Initial stage of limoncello infusion. Preservation jars with half a littre of alcohol, peel of 4 lemons and peppers added to taste. Left: six jars with different pepper infusions. Right: Close-up of sliced up habanero with lemon peels in alcohol.

In the run shown in the picture, I tested 6 varieties with my harvest from the 2021 chili pepper season. These were the mixes included in the experiment, with the amount of peppers per half litre of alcohol at the start and the total per litre at the end:

  1. Plain (no chili peppers / 0 peppers/litre)
  2. Moruga scorpion (1 chili / 0.667 peppers/litre)
  3. Carolina Reaper (1 chili / 0.667 peppers/litre)
  4. Habanero Red (3 chilis / 2 peppers/litre)
  5. Carolina Reaper & Moruga Scorpion (1 of each / 0.667 of each pepper/litre)
  6. Habanero Red (6 chilis / 4 peppers/litre)

The jars are then stored for one week in a dark and cold spot. A basement is perfect, but also a dark cupboard at room temperature will do fine.

After one week, the syrup needs to be prepared and added to the jars. For this the sugar and water are mixed into a cooking pot which is heated up slowly to dissolve the sugar. There’s no need to bring the mixture to the boiling point, but one should slowly stir util all of the sugar is dissolved. Subsequently let the mixture cool down and then add 1 litre to each preservation jar (when starting from half a litre of alcohol as done in the example here). Upon adding the syrup, the mixture will immediately convert to a typical limoncello colour, which might differ a bit depending on the peppers used. The preservation jars will then be stored for two more weeks in a cold and dark spot for the second stage of the infusion.

The 6 varieties after topping up with syrup for the second stage of the infusion.

After two more weeks, our limoncello is just about ready. We only need to filter out the lemon peels and the chili peppers to end up with our final product. I typically filter the solution twice through simple coffee filters. A filter cloth would work just as well, use whatever you have available.

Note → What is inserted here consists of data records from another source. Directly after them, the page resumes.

//! Basis function caching across rebuilds.
//!
//! A [`BasisCache`] holds at most one [`BasisTable`] per (surface, direction)
//! slot. Each slot remembers the exact key it was computed for (knot values,
//! degree, sample parameters, compared bit for bit); a lookup with any other
//! key recomputes and replaces the entry, so memory stays bounded by the
//! number of live surfaces.
//!
//! The cache is `Send + Sync`. Concurrent population of the same slot is
//! benign: both writers compute identical tables and the last write wins.
//!
//! # Example
//! ```
//! use tessera_nurbs::{BasisCache, Direction, SurfaceId};
//!
//! let cache = BasisCache::new();
//! let id = SurfaceId::next();
//! let knots = [0.0, 0.0, 1.0, 1.0];
//! let params = [0.0, 0.5, 1.0];
//! let table = cache.get_or_compute(id, Direction::U, &knots, 2, 1, &params).unwrap();
//! assert_eq!(table.samples.len(), 3);
//! assert_eq!(cache.stats().misses, 1);
//! ```

use std::collections::HashMap;
use std::sync::atomic::{AtomicU64, AtomicUsize, Ordering};
use std::sync::{Arc, RwLock};

use crate::basis::{evaluate_basis_clamped, BasisSample};
use crate::error::{Direction, Result};

/// Global atomic counter for unique surface ids.
static NEXT_SURFACE_ID: AtomicU64 = AtomicU64::new(1);

/// Identity of a surface owning cache slots.
#[derive(Debug, Clone, Copy, PartialEq, Eq, Hash, PartialOrd, Ord)]
pub struct SurfaceId(u64);

impl SurfaceId {
    /// Allocate a process-unique id.
    pub fn next() -> Self {
        Self(NEXT_SURFACE_ID.fetch_add(1, Ordering::Relaxed))
    }

    /// The raw id value.
    pub fn get(self) -> u64 {
        self.0
    }
}

#[derive(Debug, Clone, Copy, PartialEq, Eq, Hash)]
struct Slot {
    surface: SurfaceId,
    direction: Direction,
}

/// Exact inputs a basis table was computed from.
#[derive(Debug, Clone, PartialEq, Eq, Hash)]
pub struct BasisKey {
    knots: Vec<u64>,
    degree: usize,
    dimension: usize,
    params: Vec<u64>,
}

impl BasisKey {
    /// Build a key from knot values, sizes and sample parameters.
    pub fn new(knots: &[f64], dimension: usize, degree: usize, params: &[f64]) -> Self {
        Self {
            knots: knots.iter().map(|k| k.to_bits()).collect(),
            degree,
            dimension,
            params: params.iter().map(|t| t.to_bits()).collect(),
        }
    }
}

/// Basis spans, values and derivatives for every sample parameter of one
/// direction.
#[derive(Debug, Clone, PartialEq)]
pub struct BasisTable {
    /// One entry per sample parameter, in order.
    pub samples: Vec<BasisSample>,
}

impl BasisTable {
    /// Evaluate the table directly, without a cache. Parameters outside the
    /// knot domain are clamped to it.
    pub fn compute(knots: &[f64], dimension: usize, degree: usize, params: &[f64]) -> Result<Self> {
        let samples = params
            .iter()
            .map(|&t| evaluate_basis_clamped(knots, dimension, degree, t))
            .collect::<Result<Vec<_>>>()?;
        Ok(Self { samples })
    }
}

/// Cache statistics for diagnostics.
#[derive(Debug, Clone, Copy, PartialEq, Eq, Default)]
pub struct BasisCacheStats {
    /// Number of occupied slots.
    pub entries: usize,
    /// Lookups answered from the cache.
    pub hits: usize,
    /// Lookups that had to compute a table.
    pub misses: usize,
    /// Entries replaced because their key went stale.
    pub evictions: usize,
}

impl BasisCacheStats {
    /// Hit rate between 0.0 and 1.0; 0.0 before any lookup.
    pub fn hit_rate(&self) -> f64 {
        let total = self.hits + self.misses;
        if total == 0 {
            0.0
        } else {
            self.hits as f64 / total as f64
        }
    }
}

/// Shared memo of basis tables keyed by surface and direction.
#[derive(Debug, Default)]
pub struct BasisCache {
    slots: RwLock<HashMap<Slot, (BasisKey, Arc<BasisTable>)>>,
    hits: AtomicUsize,
    misses: AtomicUsize,
    evictions: AtomicUsize,
}

impl BasisCache {
    /// Create an empty cache.
    pub fn new() -> Self {
        Self::default()
    }

    /// Return the table for `(surface, direction)` if it was computed from
    /// exactly these inputs; otherwise compute it and replace the slot.
    pub fn get_or_compute(
        &self,
        surface: SurfaceId,
        direction: Direction,
        knots: &[f64],
        dimension: usize,
        degree: usize,
        params: &[f64],
    ) -> Result<Arc<BasisTable>> {
        let slot = Slot { surface, direction };
        let key = BasisKey::new(knots, dimension, degree, params);

        {
            let slots = self.slots.read().unwrap_or_else(|e| e.into_inner());
            if let Some((cached_key, table)) = slots.get(&slot) {
                if *cached_key == key {
                    self.hits.fetch_add(1, Ordering::Relaxed);
                    return Ok(Arc::clone(table));
                }
            }
        }

        self.misses.fetch_add(1, Ordering::Relaxed);
        let table = Arc::new(BasisTable::compute(knots, dimension, degree, params)?);

        let mut slots = self.slots.write().unwrap_or_else(|e| e.into_inner());
        if let Some((old_key, _)) = slots.insert(slot, (key.clone(), Arc::clone(&table))) {
            if old_key != key {
                self.evictions.fetch_add(1, Ordering::Relaxed);
                log::debug!(
                    "basis cache: replaced stale {} entry of surface {}",
                    direction,
                    surface.get()
                );
            }
        }
        Ok(table)
    }

    /// Drop both slots of a surface.
    pub fn evict_surface(&self, surface: SurfaceId) {
        let mut slots = self.slots.write().unwrap_or_else(|e| e.into_inner());
        for direction in [Direction::U, Direction::V] {
            if slots.remove(&Slot { surface, direction }).is_some() {
                self.evictions.fetch_add(1, Ordering::Relaxed);
            }
        }
    }

    /// Drop every entry and reset the counters.
    pub fn clear(&self) {
        self.slots
            .write()
            .unwrap_or_else(|e| e.into_inner())
            .clear();
        self.hits.store(0, Ordering::Relaxed);
        self.misses.store(0, Ordering::Relaxed);
        self.evictions.store(0, Ordering::Relaxed);
    }

    /// Number of occupied slots.
    pub fn len(&self) -> usize {
        self.slots.read().unwrap_or_else(|e| e.into_inner()).len()
    }

    /// Whether the cache holds no entries.
    pub fn is_empty(&self) -> bool {
        self.len() == 0
    }

    /// Current statistics.
    pub fn stats(&self) -> BasisCacheStats {
        BasisCacheStats {
            entries: self.len(),
            hits: self.hits.load(Ordering::Relaxed),
            misses: self.misses.load(Ordering::Relaxed),
            evictions: self.evictions.load(Ordering::Relaxed),
        }
    }
}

The result after 3 weeks of infusion, 6 varieties of limoncello.

After filtering, the limoncello can be bottled and is ready for sampling. Well, nearly ready, it should first go into the freezer for a few hours, as limoncello is best when served ice cold.

I mentioned before that my personal favourite is Habanero limoncello, and both strengths tried here I really like. For those that are not into super spicy but like some punch, going lower than the numbers mentioned here will still be worthwhile I believe. To my surprise, the experiments with the Carolina Reapers and Moruga Scorpions were not crazy extreme in terms of heat levels, but of course they have the typical flavour of the peppers in there. Fans of these peppers won’t be disappointed, I’m still primarily in love with the Habanero flavour for limoncello. Carolina reaper has some smokiness to its aroma, which definitely is intriguing in Limoncello too.

All that’s left
for me to say is….


Serving tips

While anything I could say about regular limoncello also holds for Habanero limoncello, a few more serving tips might be useful…

  • Serve ice and ice cold, really always preserve your limoncello in your freezer.
  • Be aware that when not having spicy limoncello ice cold, the initial burn will be more intense.
  • For the fun of it, you can put a spicy bottle of limoncello next to a regular one to give a bit of burn by surprise to your guests. Obviously only do this with people that can appreciate spicy stuff, I wouldn’t want to start any fights between you and your friends.
  • Have this one as an appetiser for a spicy meal or as a digestive after, works really great during the summer grilling season!